During his five-decade long career, he is proud to say that there has not been a single scandal or gossip  involving him. The reason for this was his work ethic of keeping his work and personal life as separate entities. Joining the industry was his way to showcase his knowledge in a craft which he had nurtured. He loved his trade and focused on doing his best. “It was my job, and doing my job came first. I made that resolution from day one, and stuck to that throughout.” His greatest recognition for his craft is the appreciation and acknowledgement received for his work, as well as the love and support from his fans.

robin-fernando-with-his-wife-violet-fernandoOn the subject of his family, Robin married his true love, Violet, in 1964. Robin says: “I have a wonderful and a loving wife at home, who has been a tower of strength to me right throughout my career and still continues to stand beside me.”

They have two children, Eranthika, his daughter, who is an executive at SriLankan Airlines and son, Channa, general manager of Sovereign Hotel.

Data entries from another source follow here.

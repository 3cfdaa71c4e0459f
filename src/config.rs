use std::{env, fmt::Display, str::FromStr};

use anyhow::{bail, Context};
use tracing::{info, warn};

use crate::risk::{RiskLabel, ThresholdTable};

pub struct Config {
    pub database_url: String,
    pub port: u16,
    pub max_connections: u32,
    pub zone_table: ThresholdTable,
    pub summary_table: ThresholdTable,
}

impl Config {
    pub fn load() -> anyhow::Result<Self> {
        let database_url = env::var("DATABASE_URL")
            .context("DATABASE_URL must be set to a production Postgres instance")?;

        Ok(Self {
            database_url,
            port: try_load("PORT", "5001")?,
            max_connections: try_load("DB_MAX_CONNECTIONS", "5")?,
            zone_table: load_table(
                "ZONE_THRESHOLDS",
                &[RiskLabel::Safe, RiskLabel::Moderate, RiskLabel::Crowded],
                RiskLabel::Emergency,
            )?
            .unwrap_or_else(ThresholdTable::zone),
            summary_table: load_table(
                "SUMMARY_THRESHOLDS",
                &[RiskLabel::Safe, RiskLabel::Moderate],
                RiskLabel::Crowded,
            )?
            .unwrap_or_else(ThresholdTable::summary),
        })
    }
}

fn try_load<T: FromStr>(key: &str, default: &str) -> anyhow::Result<T>
where
    T::Err: Display,
{
    let raw = env::var(key).unwrap_or_else(|_| {
        info!("{key} not set, using default: {default}");
        default.to_string()
    });

    raw.parse()
        .map_err(|e| anyhow::anyhow!("Invalid {key} value '{raw}': {e}"))
}

/// Reads a comma separated list of upper bounds, one per label in `labels`.
fn load_table(
    key: &str,
    labels: &[RiskLabel],
    otherwise: RiskLabel,
) -> anyhow::Result<Option<ThresholdTable>> {
    let Ok(raw) = env::var(key) else {
        return Ok(None);
    };

    let table = parse_table(&raw, labels, otherwise).with_context(|| format!("Invalid {key}"))?;
    warn!("Using custom {key}: {raw}");
    Ok(Some(table))
}

fn parse_table(
    raw: &str,
    labels: &[RiskLabel],
    otherwise: RiskLabel,
) -> anyhow::Result<ThresholdTable> {
    let bounds = raw
        .split(',')
        .map(|bound| bound.trim().parse::<i64>())
        .collect::<Result<Vec<_>, _>>()?;

    if bounds.len() != labels.len() {
        bail!(
            "expected {} bounds, got {}",
            labels.len(),
            bounds.len()
        );
    }

    let steps = bounds.into_iter().zip(labels.iter().copied()).collect();
    Ok(ThresholdTable::new(steps, otherwise)?)
}

#[cfg(test)]
mod tests {
    use super::*;
    use crate::risk::classify;

    const ZONE_LABELS: [RiskLabel; 3] = [RiskLabel::Safe, RiskLabel::Moderate, RiskLabel::Crowded];

    #[test]
    fn parses_bounds_in_label_order() {
        let table = parse_table("500, 1500,2500", &ZONE_LABELS, RiskLabel::Emergency).unwrap();
        assert_eq!(classify(499, &table), Ok(RiskLabel::Safe));
        assert_eq!(classify(1500, &table), Ok(RiskLabel::Crowded));
        assert_eq!(classify(2500, &table), Ok(RiskLabel::Emergency));
    }

    #[test]
    fn default_bounds_reproduce_builtin_table() {
        let table = parse_table("1000,3000,5000", &ZONE_LABELS, RiskLabel::Emergency).unwrap();
        assert_eq!(table, ThresholdTable::zone());
    }

    #[test]
    fn rejects_wrong_bound_count_and_garbage() {
        assert!(parse_table("1000,3000", &ZONE_LABELS, RiskLabel::Emergency).is_err());
        assert!(parse_table("1000,lots,5000", &ZONE_LABELS, RiskLabel::Emergency).is_err());
        assert!(parse_table("5000,3000,1000", &ZONE_LABELS, RiskLabel::Emergency).is_err());
    }
}
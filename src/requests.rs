//! Request bodies accepted by the API and the CSV importer.
//!
//! Every body is checked by `validate` before it reaches the database, which
//! turns it into the stored model.

use chrono::{DateTime, Utc};
use serde::Deserialize;
use uuid::Uuid;

use crate::error::CrowdError;
use crate::models::{
    Alert, AlertPriority, AlertStatus, AlertType, EventType, Notification, NotificationType,
    ScanEvent, VisitorInfo,
};

const MAX_VISITOR_AGE: i32 = 150;

#[derive(Debug, Clone, Deserialize)]
#[serde(rename_all = "camelCase")]
pub struct NewScanEvent {
    pub tag_id: String,
    pub checkpoint_id: String,
    pub checkpoint_name: Option<String>,
    pub zone: String,
    #[serde(default)]
    pub event_type: EventType,
    pub timestamp: Option<DateTime<Utc>>,
    pub visitor_info: Option<VisitorInfo>,
}

impl NewScanEvent {
    pub fn validate(self) -> Result<ScanEvent, CrowdError> {
        let tag_id = required("tagId", self.tag_id)?;
        let checkpoint_id = required("checkpointId", self.checkpoint_id)?;
        let zone = required("zone", self.zone)?;

        let visitor_info = match self.visitor_info {
            Some(info) if info.is_empty() => None,
            Some(info) => {
                if let Some(age) = info.age {
                    if !(0..=MAX_VISITOR_AGE).contains(&age) {
                        return Err(CrowdError::invalid(format!(
                            "visitorInfo.age must be between 0 and {MAX_VISITOR_AGE}, got {age}"
                        )));
                    }
                }
                Some(info)
            }
            None => None,
        };

        Ok(ScanEvent {
            id: Uuid::new_v4(),
            tag_id,
            checkpoint_id,
            checkpoint_name: optional(self.checkpoint_name),
            zone,
            event_type: self.event_type,
            timestamp: self.timestamp.unwrap_or_else(Utc::now),
            visitor_info,
        })
    }
}

#[derive(Debug, Clone, Deserialize)]
pub struct NewAlert {
    #[serde(rename = "type")]
    pub alert_type: AlertType,
    pub title: String,
    pub message: String,
    pub location: Option<String>,
    pub zone: Option<String>,
    #[serde(default)]
    pub priority: AlertPriority,
}

impl NewAlert {
    pub fn validate(self) -> Result<Alert, CrowdError> {
        Ok(Alert {
            id: Uuid::new_v4(),
            alert_type: self.alert_type,
            title: required("title", self.title)?,
            message: required("message", self.message)?,
            location: optional(self.location),
            zone: optional(self.zone),
            priority: self.priority,
            status: AlertStatus::Active,
            acknowledged_by: None,
            acknowledged_at: None,
            resolved_at: None,
            created_at: Utc::now(),
        })
    }
}

#[derive(Debug, Clone, Default, Deserialize)]
#[serde(rename_all = "camelCase")]
pub struct AcknowledgeAlert {
    pub user_id: Option<String>,
}

#[derive(Debug, Clone, Deserialize)]
#[serde(rename_all = "camelCase")]
pub struct NewNotification {
    pub user_id: String,
    #[serde(rename = "type", default)]
    pub notification_type: NotificationType,
    pub title: String,
    pub message: Option<String>,
    pub action_url: Option<String>,
}

impl NewNotification {
    pub fn validate(self) -> Result<Notification, CrowdError> {
        Ok(Notification {
            id: Uuid::new_v4(),
            user_id: required("userId", self.user_id)?,
            notification_type: self.notification_type,
            title: required("title", self.title)?,
            message: optional(self.message),
            read: false,
            action_url: optional(self.action_url),
            created_at: Utc::now(),
            read_at: None,
        })
    }
}

#[derive(Debug, Clone, Deserialize)]
#[serde(rename_all = "camelCase")]
pub struct MarkAllRead {
    pub user_id: String,
}

impl MarkAllRead {
    pub fn validate(self) -> Result<String, CrowdError> {
        required("userId", self.user_id)
    }
}

fn required(field: &str, value: String) -> Result<String, CrowdError> {
    let trimmed = value.trim();
    if trimmed.is_empty() {
        return Err(CrowdError::invalid(format!("{field} is required")));
    }
    Ok(trimmed.to_string())
}

fn optional(value: Option<String>) -> Option<String> {
    value
        .map(|v| v.trim().to_string())
        .filter(|v| !v.is_empty())
}
use std::fmt;

use serde::{Deserialize, Serialize};

use crate::error::CrowdError;
use crate::models::{ZoneCount, ZoneStatus};

/// Crowd density label, ordered from safest to worst.
#[derive(Debug, Clone, Copy, PartialEq, Eq, PartialOrd, Ord, Hash, Serialize, Deserialize)]
#[serde(rename_all = "lowercase")]
pub enum RiskLabel {
    Safe,
    Moderate,
    Crowded,
    Emergency,
}

impl RiskLabel {
    pub fn as_str(self) -> &'static str {
        match self {
            RiskLabel::Safe => "safe",
            RiskLabel::Moderate => "moderate",
            RiskLabel::Crowded => "crowded",
            RiskLabel::Emergency => "emergency",
        }
    }
}

impl fmt::Display for RiskLabel {
    fn fmt(&self, f: &mut fmt::Formatter<'_>) -> fmt::Result {
        f.write_str(self.as_str())
    }
}

/// Ascending `(upper_bound, label)` cut points plus the label used once every
/// bound has been reached.
#[derive(Debug, Clone, PartialEq, Eq)]
pub struct ThresholdTable {
    steps: Vec<(i64, RiskLabel)>,
    otherwise: RiskLabel,
}

impl ThresholdTable {
    /// Builds a table, rejecting bounds that are not strictly ascending or
    /// labels that get safer as the count grows.
    pub fn new(steps: Vec<(i64, RiskLabel)>, otherwise: RiskLabel) -> Result<Self, CrowdError> {
        for pair in steps.windows(2) {
            let (lower, upper) = (pair[0], pair[1]);
            if lower.0 >= upper.0 {
                return Err(CrowdError::invalid(format!(
                    "threshold bounds must be strictly ascending ({} then {})",
                    lower.0, upper.0
                )));
            }
            if lower.1 > upper.1 {
                return Err(CrowdError::invalid(format!(
                    "threshold labels must not get safer ({} then {})",
                    lower.1, upper.1
                )));
            }
        }

        if let Some(&(_, last)) = steps.last() {
            if last > otherwise {
                return Err(CrowdError::invalid(format!(
                    "final label {otherwise} is safer than {last}"
                )));
            }
        }

        Ok(Self { steps, otherwise })
    }

    /// Per-zone scan counts: `<1000` safe, `<3000` moderate, `<5000` crowded,
    /// anything above is an emergency.
    pub fn zone() -> Self {
        Self {
            steps: vec![
                (1000, RiskLabel::Safe),
                (3000, RiskLabel::Moderate),
                (5000, RiskLabel::Crowded),
            ],
            otherwise: RiskLabel::Emergency,
        }
    }

    /// Site-wide totals: `<3000` safe, `<6000` moderate, otherwise crowded.
    pub fn summary() -> Self {
        Self {
            steps: vec![(3000, RiskLabel::Safe), (6000, RiskLabel::Moderate)],
            otherwise: RiskLabel::Crowded,
        }
    }

    pub fn safest(&self) -> RiskLabel {
        self.steps
            .first()
            .map(|&(_, label)| label)
            .unwrap_or(self.otherwise)
    }
}

/// Returns the label of the first step whose bound is strictly above `count`.
/// A count sitting exactly on a bound falls into the next bucket.
pub fn classify(count: i64, table: &ThresholdTable) -> Result<RiskLabel, CrowdError> {
    if count < 0 {
        return Err(CrowdError::invalid(format!(
            "count must not be negative, got {count}"
        )));
    }

    Ok(table
        .steps
        .iter()
        .find(|&&(upper, _)| count < upper)
        .map(|&(_, label)| label)
        .unwrap_or(table.otherwise))
}

pub fn zone_statuses(
    zones: &[ZoneCount],
    table: &ThresholdTable,
) -> Result<Vec<ZoneStatus>, CrowdError> {
    zones
        .iter()
        .map(|zone| {
            Ok(ZoneStatus {
                zone: zone.zone.clone(),
                count: zone.count,
                label: classify(zone.count, table)?,
            })
        })
        .collect()
}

Through all his roles, his favorite thus far has been that of a grandfather to his two grandsons and two granddaughters. His beloved alma mater, St Benedict’s College, still remains close to his heart. “It was through their training that I achieved all that I have today.” Robin is never to be seen attending college functions without sporting his school blazer emblazoned with the college crest, proudly displaying his love for his school.

Robin has no regrets. He enjoyed all that he did and was first and foremost a dedicated gymnast which was what enabled him to attain a long and fruitful career as an actor and director. More than acting, he is happy to have given back to the society by conveying a message through the medium of art.